Although many of us think of EXPO 2020 as a six-month affair, the themes and legacy will be even more meaningful. This legacy will in many ways build the next upward trend in the Dubai job market, as a more inward investment and industry start-ups are drawn by the notion of technological advancement and sustainability. There is a belief that EXPO 2020, along with the advancement of Artificial Intelligence, could and should be a spark for a new wave of market focus on environmentally sustainable strategies that are the new and more productive driver of growth.

Each of these points has contributed to and affected the UAE and the regional economic context in their own way. To establish a buoyant economic environment within the UAE, particularly for Dubai as the commercial hub of the region, the importance of the '3 Ts' (Travel, Tourism & Trade) is as significant as ever.

Also, Abu Dhabi will see a sharp decline in real GDP growth in 2020, as economic activity is weighed on by a combination of declining oil demand, decreased government expenditure and Covid 19-related social distance constraints. Fitch Solutions expects a 6.0 percent decline, marking a decade-long lowest point. Although they expect a revival in 2021, slow global growth and confusion about the course of the Covid-19 pandemic will moderate the rate of recovery, largely on the basis of a revival in oil output.

The first half of 2020 was more challenging for the UAE project sector than for its neighbors, with contract awards down more than a third from the same timeframe last year. As with neighboring markets, Covid-19 was a factor, but it obscured the fact that, due to over-supply in its real estate industry, the market was already in sharp decline.

The problem is caused by the federation's vulnerability to the global shutdown of tourism and a decline in spending on aviation and shopping. Despite a series of government announcements and economic stimulus measures, it is clear that some time will pass before the economy will rebound to its pre-2015 rate.

Contractors and consultants will gradually look at the government infrastructure sector as a source of new project opportunities in the absence of a thriving property sector. As businesses strive to gain a smaller pool of potential market opportunities, water, electricity, road, and other transport networks would take on greater significance.
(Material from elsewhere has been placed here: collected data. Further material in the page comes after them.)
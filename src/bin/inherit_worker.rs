//! Worker process that tries to use a descriptor/handle inherited from its parent
//!
//! 尝试使用从父进程继承的描述符/句柄的工作进程
//!
//! Usage: `inherit-worker <read 0|1> <write 0|1> <append 0|1> <handle|-> [device:index]`
//!
//! Exit status 0 when the inherited identity was usable for the requested operation,
//! 1 when it was not, 2 on bad arguments. With `device:index` the handle must also
//! refer to that file, so a reused descriptor number is not mistaken for an inherited one.
//!
//! 继承的标识可用于请求的操作时退出码为 0，不可用时为 1，参数错误时为 2。
//! 提供 `device:index` 时句柄还必须指向该文件，避免把被复用的描述符号误认为继承所得。

use lockstream::{native, FileIdentity, RawHandle};
use std::process::ExitCode;

const PAYLOAD: &[u8] = b"def";

struct Request {
    read: bool,
    write: bool,
    append: bool,
    handle: Option<RawHandle>,
    identity: Option<FileIdentity>,
}

fn flag(arg: Option<String>) -> Result<bool, String> {
    match arg.as_deref() {
        Some("0") => Ok(false),
        Some("1") => Ok(true),
        other => Err(format!("expected 0 or 1, got {other:?}")),
    }
}

fn parse(mut args: impl Iterator<Item = String>) -> Result<Request, String> {
    let read = flag(args.next())?;
    let write = flag(args.next())?;
    let append = flag(args.next())?;
    let handle = match args.next().as_deref() {
        Some("-") => None,
        Some(raw) => Some(RawHandle::from_raw(
            raw.parse().map_err(|e| format!("bad handle {raw:?}: {e}"))?,
        )),
        None => return Err("missing handle".into()),
    };
    let identity = args.next().map(|s| s.parse()).transpose()?;
    Ok(Request {
        read,
        write,
        append,
        handle,
        identity,
    })
}

fn run(request: &Request) -> lockstream::Result<bool> {
    let Some(handle) = request.handle else {
        return Ok(false);
    };
    let backend = native();

    if let Some(expected) = request.identity {
        if backend.stat(handle)?.identity != expected {
            return Ok(false);
        }
    }

    if request.read {
        let mut buf = [0u8; 16];
        if backend.read(handle, &mut buf)? == 0 {
            return Ok(false);
        }
    }

    if request.write || request.append {
        let mut rest = PAYLOAD;
        while !rest.is_empty() {
            match backend.write(handle, rest)? {
                0 => return Ok(false),
                n => rest = &rest[n..],
            }
        }
    }
    Ok(true)
}

fn main() -> ExitCode {
    let request = match parse(std::env::args().skip(1)) {
        Ok(request) => request,
        Err(msg) => {
            eprintln!("inherit-worker: {msg}");
            return ExitCode::from(2);
        }
    };

    match run(&request) {
        Ok(true) => ExitCode::SUCCESS,
        Ok(false) => ExitCode::from(1),
        Err(err) => {
            eprintln!("inherit-worker: {err}");
            ExitCode::from(1)
        }
    }
}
Many federally active project companies have responded by reducing margins in the face of increased competition or by concentrating on other countries, particularly Saudi Arabia. Others have downsized to lower prices or have entirely left the market.

Companies would have to be smart in this demanding world in order to succeed. Choosing the best markets, concentrating on niche industries, and implementing novel innovations are all devices that businesses should use to remain ahead of the market.

However, it is not just doom and gloom. Some sectors are growing, especially water and renewable energy. Oil and gas investment is also expected to rise over the coming year. Though UAE is said to be suffering a little now, with the help of EXPO 2020, they are showing promises for a better future.